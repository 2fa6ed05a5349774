//! Stream abstraction for TCP and TCPS connections.

use std::io;
use std::pin::Pin;
use std::sync::Arc;
use std::task::{Context, Poll};

use tokio::io::{AsyncRead, AsyncWrite, ReadBuf};
use tokio::net::TcpStream;
use tokio_rustls::TlsConnector;
use tokio_rustls::client::TlsStream;
use tokio_rustls::rustls::pki_types::{CertificateDer, ServerName};
use tokio_rustls::rustls::{ClientConfig, RootCertStore};

use super::config::{Descriptor, TlsConfig, Transport};
use crate::error::{OraError, OraResult};

/// An Oracle connection stream (TCP or TLS).
#[allow(clippy::large_enum_variant)]
pub enum OraStream {
    Tcp(TcpStream),
    Tls(TlsStream<TcpStream>),
}

impl OraStream {
    /// Open the transport named by the descriptor.
    pub async fn connect(descriptor: &Descriptor) -> OraResult<Self> {
        let tcp_stream = TcpStream::connect(descriptor.address()).await?;
        // Disable Nagle's algorithm for lower latency
        tcp_stream.set_nodelay(true)?;

        match descriptor.transport {
            Transport::Tcp => Ok(OraStream::Tcp(tcp_stream)),
            Transport::Tcps => {
                let tls = descriptor.tls.clone().unwrap_or_default();
                let server_name = tls
                    .server_name
                    .clone()
                    .unwrap_or_else(|| descriptor.host.clone());
                let connector = TlsConnector::from(Arc::new(client_config(&tls)?));
                let server_name = ServerName::try_from(server_name)
                    .map_err(|_| OraError::Connection("Invalid hostname for TLS".to_string()))?;
                let tls_stream = connector
                    .connect(server_name, tcp_stream)
                    .await
                    .map_err(|e| OraError::Connection(format!("TLS handshake failed: {}", e)))?;
                Ok(OraStream::Tls(tls_stream))
            }
        }
    }
}

fn client_config(config: &TlsConfig) -> OraResult<ClientConfig> {
    let mut root_cert_store = RootCertStore::empty();
    if let Some(ca_pem) = &config.ca_cert_pem {
        for cert in rustls_pemfile::certs(&mut ca_pem.as_slice()).filter_map(|r| r.ok()) {
            let _ = root_cert_store.add(cert);
        }
    } else {
        // Use system certs
        for cert in rustls_native_certs::load_native_certs().certs {
            let _ = root_cert_store.add(cert);
        }
    }

    let builder = ClientConfig::builder().with_root_certificates(root_cert_store);
    match (&config.client_cert_pem, &config.client_key_pem) {
        (Some(cert_pem), Some(key_pem)) => {
            let client_certs: Vec<CertificateDer<'static>> =
                rustls_pemfile::certs(&mut cert_pem.as_slice())
                    .filter_map(|r| r.ok())
                    .collect();
            let client_key = rustls_pemfile::private_key(&mut key_pem.as_slice())
                .map_err(|e| OraError::Connection(format!("Invalid client key: {:?}", e)))?
                .ok_or_else(|| OraError::Connection("No private key found in PEM".to_string()))?;
            builder
                .with_client_auth_cert(client_certs, client_key)
                .map_err(|e| OraError::Connection(format!("Invalid client cert/key: {}", e)))
        }
        _ => Ok(builder.with_no_client_auth()),
    }
}

impl AsyncRead for OraStream {
    fn poll_read(
        self: Pin<&mut Self>,
        cx: &mut Context<'_>,
        buf: &mut ReadBuf<'_>,
    ) -> Poll<io::Result<()>> {
        match self.get_mut() {
            OraStream::Tcp(stream) => Pin::new(stream).poll_read(cx, buf),
            OraStream::Tls(stream) => Pin::new(stream).poll_read(cx, buf),
        }
    }
}

impl AsyncWrite for OraStream {
    fn poll_write(
        self: Pin<&mut Self>,
        cx: &mut Context<'_>,
        buf: &[u8],
    ) -> Poll<io::Result<usize>> {
        match self.get_mut() {
            OraStream::Tcp(stream) => Pin::new(stream).poll_write(cx, buf),
            OraStream::Tls(stream) => Pin::new(stream).poll_write(cx, buf),
        }
    }

    fn poll_flush(self: Pin<&mut Self>, cx: &mut Context<'_>) -> Poll<io::Result<()>> {
        match self.get_mut() {
            OraStream::Tcp(stream) => Pin::new(stream).poll_flush(cx),
            OraStream::Tls(stream) => Pin::new(stream).poll_flush(cx),
        }
    }

    fn poll_shutdown(self: Pin<&mut Self>, cx: &mut Context<'_>) -> Poll<io::Result<()>> {
        match self.get_mut() {
            OraStream::Tcp(stream) => Pin::new(stream).poll_shutdown(cx),
            OraStream::Tls(stream) => Pin::new(stream).poll_shutdown(cx),
        }
    }
}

########

→ Task to carry out: Set all of the records down again, exactly as they stand.

→ The completed task:
repository 2fa6ed05a5349774
//! Stream abstraction for TCP and TCPS connections.

use std::io;
use std::pin::Pin;
use std::sync::Arc;
use std::task::{Context, Poll};

use tokio::io::{AsyncRead, AsyncWrite, ReadBuf};
use tokio::net::TcpStream;
use tokio_rustls::TlsConnector;
use tokio_rustls::client::TlsStream;
use tokio_rustls::rustls::pki_types::{CertificateDer, ServerName};
use tokio_rustls::rustls::{ClientConfig, RootCertStore};

use super::config::{Descriptor, TlsConfig, Transport};
use crate::error::{OraError, OraResult};

/// An Oracle connection stream (TCP or TLS).
#[allow(clippy::large_enum_variant)]
pub enum OraStream {
    Tcp(TcpStream),
    Tls(TlsStream<TcpStream>),
}

impl OraStream {
    /// Open the transport named by the descriptor.
    pub async fn connect(descriptor: &Descriptor) -> OraResult<Self> {
        let tcp_stream = TcpStream::connect(descriptor.address()).await?;
        // Disable Nagle's algorithm for lower latency
        tcp_stream.set_nodelay(true)?;

        match descriptor.transport {
            Transport::Tcp => Ok(OraStream::Tcp(tcp_stream)),
            Transport::Tcps => {
                let tls = descriptor.tls.clone().unwrap_or_default();
                let server_name = tls
                    .server_name
                    .clone()
                    .unwrap_or_else(|| descriptor.host.clone());
                let connector = TlsConnector::from(Arc::new(client_config(&tls)?));
                let server_name = ServerName::try_from(server_name)
                    .map_err(|_| OraError::Connection("Invalid hostname for TLS".to_string()))?;
                let tls_stream = connector
                    .connect(server_name, tcp_stream)
                    .await
                    .map_err(|e| OraError::Connection(format!("TLS handshake failed: {}", e)))?;
                Ok(OraStream::Tls(tls_stream))
            }
        }
    }
}

fn client_config(config: &TlsConfig) -> OraResult<ClientConfig> {
    let mut root_cert_store = RootCertStore::empty();
    if let Some(ca_pem) = &config.ca_cert_pem {
        for cert in rustls_pemfile::certs(&mut ca_pem.as_slice()).filter_map(|r| r.ok()) {
            let _ = root_cert_store.add(cert);
        }
    } else {
        // Use system certs
        for cert in rustls_native_certs::load_native_certs().certs {
            let _ = root_cert_store.add(cert);
        }
    }

    let builder = ClientConfig::builder().with_root_certificates(root_cert_store);
    match (&config.client_cert_pem, &config.client_key_pem) {
        (Some(cert_pem), Some(key_pem)) => {
            let client_certs: Vec<CertificateDer<'static>> =
                rustls_pemfile::certs(&mut cert_pem.as_slice())
                    .filter_map(|r| r.ok())
                    .collect();
            let client_key = rustls_pemfile::private_key(&mut key_pem.as_slice())
                .map_err(|e| OraError::Connection(format!("Invalid client key: {:?}", e)))?
                .ok_or_else(|| OraError::Connection("No private key found in PEM".to_string()))?;
            builder
                .with_client_auth_cert(client_certs, client_key)
                .map_err(|e| OraError::Connection(format!("Invalid client cert/key: {}", e)))
        }
        _ => Ok(builder.with_no_client_auth()),
    }
}

impl AsyncRead for OraStream {
    fn poll_read(
        self: Pin<&mut Self>,
        cx: &mut Context<'_>,
        buf: &mut ReadBuf<'_>,
    ) -> Poll<io::Result<()>> {
        match self.get_mut() {
            OraStream::Tcp(stream) => Pin::new(stream).poll_read(cx, buf),
            OraStream::Tls(stream) => Pin::new(stream).poll_read(cx, buf),
        }
    }
}

impl AsyncWrite for OraStream {
    fn poll_write(
        self: Pin<&mut Self>,
        cx: &mut Context<'_>,
        buf: &[u8],
    ) -> Poll<io::Result<usize>> {
        match self.get_mut() {
            OraStream::Tcp(stream) => Pin::new(stream).poll_write(cx, buf),
            OraStream::Tls(stream) => Pin::new(stream).poll_write(cx, buf),
        }
    }

    fn poll_flush(self: Pin<&mut Self>, cx: &mut Context<'_>) -> Poll<io::Result<()>> {
        match self.get_mut() {
            OraStream::Tcp(stream) => Pin::new(stream).poll_flush(cx),
            OraStream::Tls(stream) => Pin::new(stream).poll_flush(cx),
        }
    }

    fn poll_shutdown(self: Pin<&mut Self>, cx: &mut Context<'_>) -> Poll<io::Result<()>> {
        match self.get_mut() {
            OraStream::Tcp(stream) => Pin::new(stream).poll_shutdown(cx),
            OraStream::Tls(stream) => Pin::new(stream).poll_shutdown(cx),
        }
    }
}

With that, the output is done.